Chapitre IV                                                                                           Yves Néel

 

 

Le lundi suivant, Louis quitta son bureau à dix-sept heures tapantes, comme chaque soir, s'arrêta prendre le journal qu'on lui réservait quotidiennement, acheta ses deux tranches de jambon blanc, envoya son bonsoir à la mercière en frappant deux coups faibles sur sa vitrine, souleva sa casquette afin de saluer le quincaillier, fit une halte sur la place pour parcourir des yeux les annonces municipales, compta sa monnaie pour donner l'appoint au buraliste, toujours comme chaque soir ... comme chaque soir de tous les jours de sa vie.

Pourtant, ce soir là fut pour lui différent des autres :

Soudain, une idée obsédante, ce genre d'idée fixe dont on ne soupçonne la provenance mais qui trouble et harcèle les esprits les plus équilibrés, lui commanda de se rendre au port. Une fois là-bas, il interrogerait les personnes s'y trouvant et étant peut-être susceptibles de le renseigner sur la perte d'Ulysse.

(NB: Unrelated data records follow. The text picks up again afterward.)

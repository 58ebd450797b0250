//! Symbolic differentiation with respect to `x`.

use std::f64::consts::LN_10;

use crate::expr::{Expr, Func};

impl Expr {
    /// Returns the symbolic derivative with respect to `x`.
    ///
    /// Total over any parsed expression. Smart constructors fold the obvious
    /// identities (`u + 0`, `u * 1`, constant arithmetic) so derivatives stay
    /// readable, but no full simplification is attempted.
    #[must_use]
    pub fn derivative(&self) -> Expr {
        match self {
            Expr::Num(_) => Expr::Num(0.0),
            Expr::X => Expr::Num(1.0),
            Expr::Neg(u) => neg(u.derivative()),
            Expr::Add(a, b) => add(a.derivative(), b.derivative()),
            Expr::Sub(a, b) => sub(a.derivative(), b.derivative()),
            Expr::Mul(a, b) => add(
                mul(a.derivative(), (**b).clone()),
                mul((**a).clone(), b.derivative()),
            ),
            Expr::Div(a, b) => div(
                sub(
                    mul(a.derivative(), (**b).clone()),
                    mul((**a).clone(), b.derivative()),
                ),
                pow((**b).clone(), Expr::Num(2.0)),
            ),
            Expr::Pow(base, exponent) => power_rule(base, exponent),
            Expr::Call(func, u) => chain_rule(*func, u),
        }
    }
}

/// `(u^v)' = n·u^(n-1)·u'` for a constant exponent, else
/// `u^v · (v'·ln(u) + v·u'/u)`.
fn power_rule(base: &Expr, exponent: &Expr) -> Expr {
    let du = base.derivative();

    if let Expr::Num(n) = exponent {
        return mul(
            mul(Expr::Num(*n), pow(base.clone(), Expr::Num(n - 1.0))),
            du,
        );
    }

    let dv = exponent.derivative();
    mul(
        pow(base.clone(), exponent.clone()),
        add(
            mul(dv, call(Func::Ln, base.clone())),
            mul(exponent.clone(), div(du, base.clone())),
        ),
    )
}

fn chain_rule(func: Func, u: &Expr) -> Expr {
    let du = u.derivative();
    let u = u.clone();

    match func {
        Func::Sin => mul(call(Func::Cos, u), du),
        Func::Cos => neg(mul(call(Func::Sin, u), du)),
        Func::Tan => div(du, pow(call(Func::Cos, u), Expr::Num(2.0))),
        Func::Asin => div(
            du,
            call(Func::Sqrt, sub(Expr::Num(1.0), pow(u, Expr::Num(2.0)))),
        ),
        Func::Acos => neg(div(
            du,
            call(Func::Sqrt, sub(Expr::Num(1.0), pow(u, Expr::Num(2.0)))),
        )),
        Func::Atan => div(du, add(Expr::Num(1.0), pow(u, Expr::Num(2.0)))),
        Func::Sinh => mul(call(Func::Cosh, u), du),
        Func::Cosh => mul(call(Func::Sinh, u), du),
        Func::Tanh => div(du, pow(call(Func::Cosh, u), Expr::Num(2.0))),
        Func::Exp => mul(call(Func::Exp, u), du),
        Func::Ln => div(du, u),
        Func::Log10 => div(du, mul(u, Expr::Num(LN_10))),
        Func::Sqrt => div(du, mul(Expr::Num(2.0), call(Func::Sqrt, u))),
        // |u|' = u·u' / |u|, undefined (NaN) where u is zero.
        Func::Abs => div(mul(u.clone(), du), call(Func::Abs, u)),
    }
}

// Smart constructors. Folding `0 * u` to `0` can hide a NaN that `u` would
// produce, which is fine for derivative cleanup: the solvers only require
// the derivative to be total, not NaN-faithful to the unsimplified tree.

fn add(a: Expr, b: Expr) -> Expr {
    match (a, b) {
        (Expr::Num(x), Expr::Num(y)) => Expr::Num(x + y),
        (Expr::Num(z), b) if z == 0.0 => b,
        (a, Expr::Num(z)) if z == 0.0 => a,
        (a, b) => Expr::Add(Box::new(a), Box::new(b)),
    }
}

fn sub(a: Expr, b: Expr) -> Expr {
    match (a, b) {
        (Expr::Num(x), Expr::Num(y)) => Expr::Num(x - y),
        (a, Expr::Num(z)) if z == 0.0 => a,
        (Expr::Num(z), b) if z == 0.0 => neg(b),
        (a, b) => Expr::Sub(Box::new(a), Box::new(b)),
    }
}

fn mul(a: Expr, b: Expr) -> Expr {
    match (a, b) {
        (Expr::Num(x), Expr::Num(y)) => Expr::Num(x * y),
        (Expr::Num(z), _) | (_, Expr::Num(z)) if z == 0.0 => Expr::Num(0.0),
        (Expr::Num(o), b) if o == 1.0 => b,
        (a, Expr::Num(o)) if o == 1.0 => a,
        (a, b) => Expr::Mul(Box::new(a), Box::new(b)),
    }
}

fn div(a: Expr, b: Expr) -> Expr {
    match (a, b) {
        (a, Expr::Num(o)) if o == 1.0 => a,
        (Expr::Num(z), b) if z == 0.0 && !matches!(b, Expr::Num(n) if n == 0.0) => Expr::Num(0.0),
        (a, b) => Expr::Div(Box::new(a), Box::new(b)),
    }
}

fn pow(base: Expr, exponent: Expr) -> Expr {
    match exponent {
        Expr::Num(o) if o == 1.0 => base,
        exponent => Expr::Pow(Box::new(base), Box::new(exponent)),
    }
}

fn neg(e: Expr) -> Expr {
    match e {
        Expr::Num(v) => Expr::Num(-v),
        Expr::Neg(inner) => *inner,
        e => Expr::Neg(Box::new(e)),
    }
}

fn call(func: Func, arg: Expr) -> Expr {
    Expr::Call(func, Box::new(arg))
}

Louis donc, comme guidé par une force surnaturelle, sortit sa voiture du garage et fonça en direction de la Corrège.

Une fois sur place, étonné, il aperçut un attroupement composé d'une douzaine de badauds.

Au bord du quai, tous ces gens entouraient un pêcheur qui, visiblement, luttait contre une grosse pièce. Et les commentaires affluaient tous azimuts :

-C'est une daurade énorme! s'écriait quelqu'un

-Non, non ! C'est trop lourd pour être une daurade ... c'est un loup ! ... un beau loup ! S'écriait un autre.

Et chacun donnait sa propre version, convaincu de la fiabilité de son pronostic et impatient de voir l'engin frétiller dans l'épuisette.

Louis, muet, s'approcha du groupe,et comme tout le monde, assista au combat. Il se passa un bon quart d'heure, au cours duquel, régnait une surexcitation endiablée.

-ça y est ! Ça vient ...ça vient ! Hurla tout à coup le pêcheur. Préparez le salabre(épuisette),vite ! ... vite!!

La nuit était tombée, aussi, à l'aide de trois puissantes lampes à crevettes, les hommes éclairèrent les lieux. On distinguait maintenant comme en plein jour.

Un jeune homme plongea l'épuisette sous l'eau et affirma, hilare,qu'il était prêt à recevoir la prise.

Le pêcheur,lui, tremblait de tout son corps et le souffle semblait lui manquer. Le crin de sa ligne chantait dans les airs,la canne était pliée en deux, sur le point de rompre, le moulinet grinçait d' épuisement.

Enfin, une masse sombre apparut à la surface du liquide écumeux, une masse à moitié pelée et enflée, une charogne, en vérité, qui n'était pas un loup ni une daurade, puisqu'elle montrait quatre pattes tournées vers le ciel.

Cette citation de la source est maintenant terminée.